- **Task directions**
The lines to reproduce run from the first one below to the line containing "use course_core::unlock::next_lecture;", both included. Reproduce them exactly and nothing else.

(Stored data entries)
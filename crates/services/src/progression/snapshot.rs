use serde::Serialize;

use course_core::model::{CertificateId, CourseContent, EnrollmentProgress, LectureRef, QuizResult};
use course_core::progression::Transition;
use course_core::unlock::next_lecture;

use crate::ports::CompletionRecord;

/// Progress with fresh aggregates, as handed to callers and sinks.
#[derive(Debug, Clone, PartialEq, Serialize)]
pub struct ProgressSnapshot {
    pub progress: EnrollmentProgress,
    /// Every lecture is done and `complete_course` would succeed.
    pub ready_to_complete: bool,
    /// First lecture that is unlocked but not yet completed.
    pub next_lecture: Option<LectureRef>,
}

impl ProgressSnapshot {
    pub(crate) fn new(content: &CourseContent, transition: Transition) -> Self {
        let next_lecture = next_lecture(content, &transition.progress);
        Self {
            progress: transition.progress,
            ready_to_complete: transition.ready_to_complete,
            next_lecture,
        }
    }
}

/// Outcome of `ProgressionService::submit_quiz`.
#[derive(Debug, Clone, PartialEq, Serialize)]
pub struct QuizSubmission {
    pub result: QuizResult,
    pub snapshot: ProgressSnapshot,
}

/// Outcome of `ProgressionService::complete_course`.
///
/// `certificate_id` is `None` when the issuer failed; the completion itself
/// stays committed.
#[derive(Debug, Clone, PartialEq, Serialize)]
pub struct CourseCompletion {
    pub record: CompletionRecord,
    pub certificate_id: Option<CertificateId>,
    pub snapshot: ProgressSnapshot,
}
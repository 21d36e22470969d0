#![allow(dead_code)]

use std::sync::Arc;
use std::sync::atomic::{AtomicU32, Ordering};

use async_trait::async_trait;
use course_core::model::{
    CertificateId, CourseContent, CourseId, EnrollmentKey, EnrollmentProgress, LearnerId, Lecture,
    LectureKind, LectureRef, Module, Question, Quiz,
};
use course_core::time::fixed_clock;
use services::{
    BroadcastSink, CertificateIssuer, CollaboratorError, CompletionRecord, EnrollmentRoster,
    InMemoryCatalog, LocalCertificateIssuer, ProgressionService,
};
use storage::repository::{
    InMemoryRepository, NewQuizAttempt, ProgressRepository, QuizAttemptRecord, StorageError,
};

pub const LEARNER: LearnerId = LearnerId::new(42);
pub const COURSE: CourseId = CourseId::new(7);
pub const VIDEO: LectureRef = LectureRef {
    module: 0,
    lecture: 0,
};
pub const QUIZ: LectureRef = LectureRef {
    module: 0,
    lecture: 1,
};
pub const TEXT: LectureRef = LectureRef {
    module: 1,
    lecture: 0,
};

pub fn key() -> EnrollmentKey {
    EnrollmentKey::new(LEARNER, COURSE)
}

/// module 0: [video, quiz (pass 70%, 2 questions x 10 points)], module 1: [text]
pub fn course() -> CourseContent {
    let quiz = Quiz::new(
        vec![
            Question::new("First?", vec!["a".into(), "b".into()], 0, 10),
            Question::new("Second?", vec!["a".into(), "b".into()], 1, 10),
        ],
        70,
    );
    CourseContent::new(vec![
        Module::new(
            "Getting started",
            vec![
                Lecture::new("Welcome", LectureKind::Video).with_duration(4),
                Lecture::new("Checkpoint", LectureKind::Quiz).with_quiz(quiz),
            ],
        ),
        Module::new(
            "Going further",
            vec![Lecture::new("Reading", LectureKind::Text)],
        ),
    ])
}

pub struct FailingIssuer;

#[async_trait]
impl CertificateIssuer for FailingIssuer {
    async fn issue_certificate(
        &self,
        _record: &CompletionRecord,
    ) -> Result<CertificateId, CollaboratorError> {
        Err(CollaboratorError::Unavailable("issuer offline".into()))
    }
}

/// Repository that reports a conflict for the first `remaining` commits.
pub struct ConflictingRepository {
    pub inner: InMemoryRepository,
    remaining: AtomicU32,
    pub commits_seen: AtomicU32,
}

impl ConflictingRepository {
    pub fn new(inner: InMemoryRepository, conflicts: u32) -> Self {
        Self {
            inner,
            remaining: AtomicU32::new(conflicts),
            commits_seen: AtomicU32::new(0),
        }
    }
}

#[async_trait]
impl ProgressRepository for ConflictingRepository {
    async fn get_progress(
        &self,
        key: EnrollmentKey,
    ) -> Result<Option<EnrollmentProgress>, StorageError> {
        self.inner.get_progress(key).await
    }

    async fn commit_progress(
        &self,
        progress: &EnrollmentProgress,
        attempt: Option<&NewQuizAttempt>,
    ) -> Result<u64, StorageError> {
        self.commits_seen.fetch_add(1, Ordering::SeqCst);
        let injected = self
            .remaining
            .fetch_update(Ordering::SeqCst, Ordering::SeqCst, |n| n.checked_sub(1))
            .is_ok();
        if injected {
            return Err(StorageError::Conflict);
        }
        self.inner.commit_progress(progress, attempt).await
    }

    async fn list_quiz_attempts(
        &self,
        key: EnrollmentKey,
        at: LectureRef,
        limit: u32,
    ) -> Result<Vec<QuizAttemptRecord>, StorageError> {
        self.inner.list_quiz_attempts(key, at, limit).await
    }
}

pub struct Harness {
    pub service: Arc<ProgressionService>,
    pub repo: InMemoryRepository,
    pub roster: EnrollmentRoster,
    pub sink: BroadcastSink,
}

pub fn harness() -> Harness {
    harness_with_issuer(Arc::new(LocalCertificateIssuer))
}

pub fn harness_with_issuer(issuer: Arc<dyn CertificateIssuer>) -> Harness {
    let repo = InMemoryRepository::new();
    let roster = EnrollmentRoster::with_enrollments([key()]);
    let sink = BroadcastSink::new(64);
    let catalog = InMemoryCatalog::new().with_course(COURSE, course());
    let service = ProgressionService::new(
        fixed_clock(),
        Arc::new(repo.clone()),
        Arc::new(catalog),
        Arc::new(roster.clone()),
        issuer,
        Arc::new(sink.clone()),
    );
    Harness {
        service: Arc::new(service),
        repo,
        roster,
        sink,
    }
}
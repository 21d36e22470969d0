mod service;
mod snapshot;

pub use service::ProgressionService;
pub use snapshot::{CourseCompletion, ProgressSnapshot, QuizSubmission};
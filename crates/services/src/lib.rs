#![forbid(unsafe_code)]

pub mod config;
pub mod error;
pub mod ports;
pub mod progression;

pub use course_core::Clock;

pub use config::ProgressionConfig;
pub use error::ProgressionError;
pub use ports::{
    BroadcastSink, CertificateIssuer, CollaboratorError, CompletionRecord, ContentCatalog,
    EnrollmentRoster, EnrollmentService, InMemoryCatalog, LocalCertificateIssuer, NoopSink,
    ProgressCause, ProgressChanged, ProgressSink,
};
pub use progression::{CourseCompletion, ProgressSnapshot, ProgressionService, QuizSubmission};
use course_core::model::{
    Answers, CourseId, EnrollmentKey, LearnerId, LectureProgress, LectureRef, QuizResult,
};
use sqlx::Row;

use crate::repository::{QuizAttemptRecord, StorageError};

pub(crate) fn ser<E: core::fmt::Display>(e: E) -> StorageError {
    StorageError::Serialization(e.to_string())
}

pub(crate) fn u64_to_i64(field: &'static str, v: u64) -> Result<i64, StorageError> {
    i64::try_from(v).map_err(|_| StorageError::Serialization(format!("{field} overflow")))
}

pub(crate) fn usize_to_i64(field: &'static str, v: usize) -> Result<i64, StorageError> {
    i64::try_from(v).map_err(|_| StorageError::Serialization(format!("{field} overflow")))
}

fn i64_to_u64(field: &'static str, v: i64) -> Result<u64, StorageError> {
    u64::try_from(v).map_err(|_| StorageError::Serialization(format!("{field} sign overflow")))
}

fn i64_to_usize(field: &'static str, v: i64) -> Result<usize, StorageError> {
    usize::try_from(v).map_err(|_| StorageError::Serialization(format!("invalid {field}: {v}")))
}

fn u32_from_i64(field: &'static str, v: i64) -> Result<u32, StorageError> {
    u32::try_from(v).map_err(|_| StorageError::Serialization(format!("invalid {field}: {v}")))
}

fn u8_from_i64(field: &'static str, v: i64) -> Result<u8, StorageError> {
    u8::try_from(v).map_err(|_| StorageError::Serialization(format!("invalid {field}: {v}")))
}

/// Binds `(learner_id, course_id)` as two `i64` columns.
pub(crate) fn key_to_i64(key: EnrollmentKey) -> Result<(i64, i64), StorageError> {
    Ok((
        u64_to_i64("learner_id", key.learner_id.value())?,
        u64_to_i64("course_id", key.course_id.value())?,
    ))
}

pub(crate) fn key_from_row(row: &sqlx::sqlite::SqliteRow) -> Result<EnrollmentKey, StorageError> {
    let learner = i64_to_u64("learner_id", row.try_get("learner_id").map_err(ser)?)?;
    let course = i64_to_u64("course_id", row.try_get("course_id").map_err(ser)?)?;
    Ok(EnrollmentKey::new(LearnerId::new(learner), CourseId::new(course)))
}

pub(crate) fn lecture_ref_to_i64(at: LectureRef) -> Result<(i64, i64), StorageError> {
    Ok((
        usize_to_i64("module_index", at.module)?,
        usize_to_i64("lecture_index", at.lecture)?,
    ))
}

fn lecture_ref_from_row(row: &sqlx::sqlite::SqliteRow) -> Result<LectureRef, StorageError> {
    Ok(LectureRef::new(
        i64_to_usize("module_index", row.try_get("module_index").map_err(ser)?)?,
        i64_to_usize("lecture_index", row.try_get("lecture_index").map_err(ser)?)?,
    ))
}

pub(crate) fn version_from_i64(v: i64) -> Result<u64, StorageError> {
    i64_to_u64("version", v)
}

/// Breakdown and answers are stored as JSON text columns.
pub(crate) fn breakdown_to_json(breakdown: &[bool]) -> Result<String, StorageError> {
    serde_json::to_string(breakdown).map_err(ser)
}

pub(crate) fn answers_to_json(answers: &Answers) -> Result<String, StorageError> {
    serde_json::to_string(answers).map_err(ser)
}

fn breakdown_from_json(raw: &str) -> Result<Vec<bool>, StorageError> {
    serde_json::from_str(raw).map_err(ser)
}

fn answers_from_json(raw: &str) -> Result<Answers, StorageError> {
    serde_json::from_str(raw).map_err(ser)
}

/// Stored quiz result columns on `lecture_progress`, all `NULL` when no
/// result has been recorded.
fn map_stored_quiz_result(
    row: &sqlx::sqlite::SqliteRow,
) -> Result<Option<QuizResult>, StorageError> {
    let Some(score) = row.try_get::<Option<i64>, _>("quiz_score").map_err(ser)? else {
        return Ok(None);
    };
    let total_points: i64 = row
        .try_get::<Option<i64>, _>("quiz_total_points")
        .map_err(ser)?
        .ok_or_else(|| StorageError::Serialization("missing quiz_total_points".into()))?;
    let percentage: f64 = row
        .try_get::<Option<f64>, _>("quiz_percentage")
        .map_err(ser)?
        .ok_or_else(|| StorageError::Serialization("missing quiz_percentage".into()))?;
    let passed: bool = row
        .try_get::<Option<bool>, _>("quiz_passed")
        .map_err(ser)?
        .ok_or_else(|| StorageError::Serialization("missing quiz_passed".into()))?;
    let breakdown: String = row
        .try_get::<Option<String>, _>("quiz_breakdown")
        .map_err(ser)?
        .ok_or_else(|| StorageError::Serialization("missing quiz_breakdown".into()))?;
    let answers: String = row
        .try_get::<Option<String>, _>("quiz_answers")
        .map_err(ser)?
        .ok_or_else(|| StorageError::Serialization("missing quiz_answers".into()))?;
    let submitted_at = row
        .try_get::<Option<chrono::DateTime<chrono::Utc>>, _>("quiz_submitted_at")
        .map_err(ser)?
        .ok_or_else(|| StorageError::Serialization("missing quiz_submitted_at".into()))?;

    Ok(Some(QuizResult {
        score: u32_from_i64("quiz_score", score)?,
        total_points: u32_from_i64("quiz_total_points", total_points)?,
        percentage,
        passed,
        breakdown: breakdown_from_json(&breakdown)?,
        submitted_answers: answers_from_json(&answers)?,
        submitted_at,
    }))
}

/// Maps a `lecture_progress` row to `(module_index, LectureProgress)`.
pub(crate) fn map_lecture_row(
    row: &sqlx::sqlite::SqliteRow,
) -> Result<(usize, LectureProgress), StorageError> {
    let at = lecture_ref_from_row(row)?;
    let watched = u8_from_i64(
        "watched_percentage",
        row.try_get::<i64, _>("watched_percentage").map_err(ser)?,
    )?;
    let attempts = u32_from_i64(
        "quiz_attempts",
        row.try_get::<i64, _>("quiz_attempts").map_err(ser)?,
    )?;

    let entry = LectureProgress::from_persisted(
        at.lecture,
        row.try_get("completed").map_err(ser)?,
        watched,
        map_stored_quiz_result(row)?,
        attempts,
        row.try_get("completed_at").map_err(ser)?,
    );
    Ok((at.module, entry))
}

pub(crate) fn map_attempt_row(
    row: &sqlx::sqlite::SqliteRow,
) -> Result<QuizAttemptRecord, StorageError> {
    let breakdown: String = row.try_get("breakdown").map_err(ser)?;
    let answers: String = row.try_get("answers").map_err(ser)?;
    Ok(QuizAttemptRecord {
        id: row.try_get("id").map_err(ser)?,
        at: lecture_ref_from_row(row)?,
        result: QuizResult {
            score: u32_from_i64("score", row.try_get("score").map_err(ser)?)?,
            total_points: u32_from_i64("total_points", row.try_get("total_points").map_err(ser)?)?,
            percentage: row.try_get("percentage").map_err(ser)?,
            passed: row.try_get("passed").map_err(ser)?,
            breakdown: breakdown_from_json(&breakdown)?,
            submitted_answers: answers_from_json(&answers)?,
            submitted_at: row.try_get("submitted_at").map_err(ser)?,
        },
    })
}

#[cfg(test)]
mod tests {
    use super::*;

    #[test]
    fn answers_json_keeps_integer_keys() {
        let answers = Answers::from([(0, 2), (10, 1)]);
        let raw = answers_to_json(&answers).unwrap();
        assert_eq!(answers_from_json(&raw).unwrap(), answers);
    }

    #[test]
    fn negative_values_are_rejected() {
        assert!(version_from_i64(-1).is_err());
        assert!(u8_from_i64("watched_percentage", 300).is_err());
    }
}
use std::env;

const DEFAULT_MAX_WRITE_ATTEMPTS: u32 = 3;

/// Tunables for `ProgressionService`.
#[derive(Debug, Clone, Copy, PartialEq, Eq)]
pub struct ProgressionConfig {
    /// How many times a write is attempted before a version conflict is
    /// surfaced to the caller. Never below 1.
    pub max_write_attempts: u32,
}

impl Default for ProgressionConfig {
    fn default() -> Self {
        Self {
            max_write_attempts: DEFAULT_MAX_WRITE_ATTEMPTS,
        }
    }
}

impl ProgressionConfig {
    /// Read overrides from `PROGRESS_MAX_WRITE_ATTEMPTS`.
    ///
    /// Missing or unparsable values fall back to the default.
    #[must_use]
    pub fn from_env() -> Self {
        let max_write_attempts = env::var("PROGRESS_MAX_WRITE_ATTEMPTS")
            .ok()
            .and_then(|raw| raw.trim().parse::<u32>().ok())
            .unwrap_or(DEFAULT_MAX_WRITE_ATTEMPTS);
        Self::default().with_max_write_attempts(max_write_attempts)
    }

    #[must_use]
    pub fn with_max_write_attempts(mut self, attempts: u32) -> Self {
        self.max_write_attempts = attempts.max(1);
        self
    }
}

- **Result of this exercise**
filename crates/services/src/progression/snapshot.rs
use serde::Serialize;

use course_core::model::{CertificateId, CourseContent, EnrollmentProgress, LectureRef, QuizResult};
use course_core::progression::Transition;
use course_core::unlock::next_lecture;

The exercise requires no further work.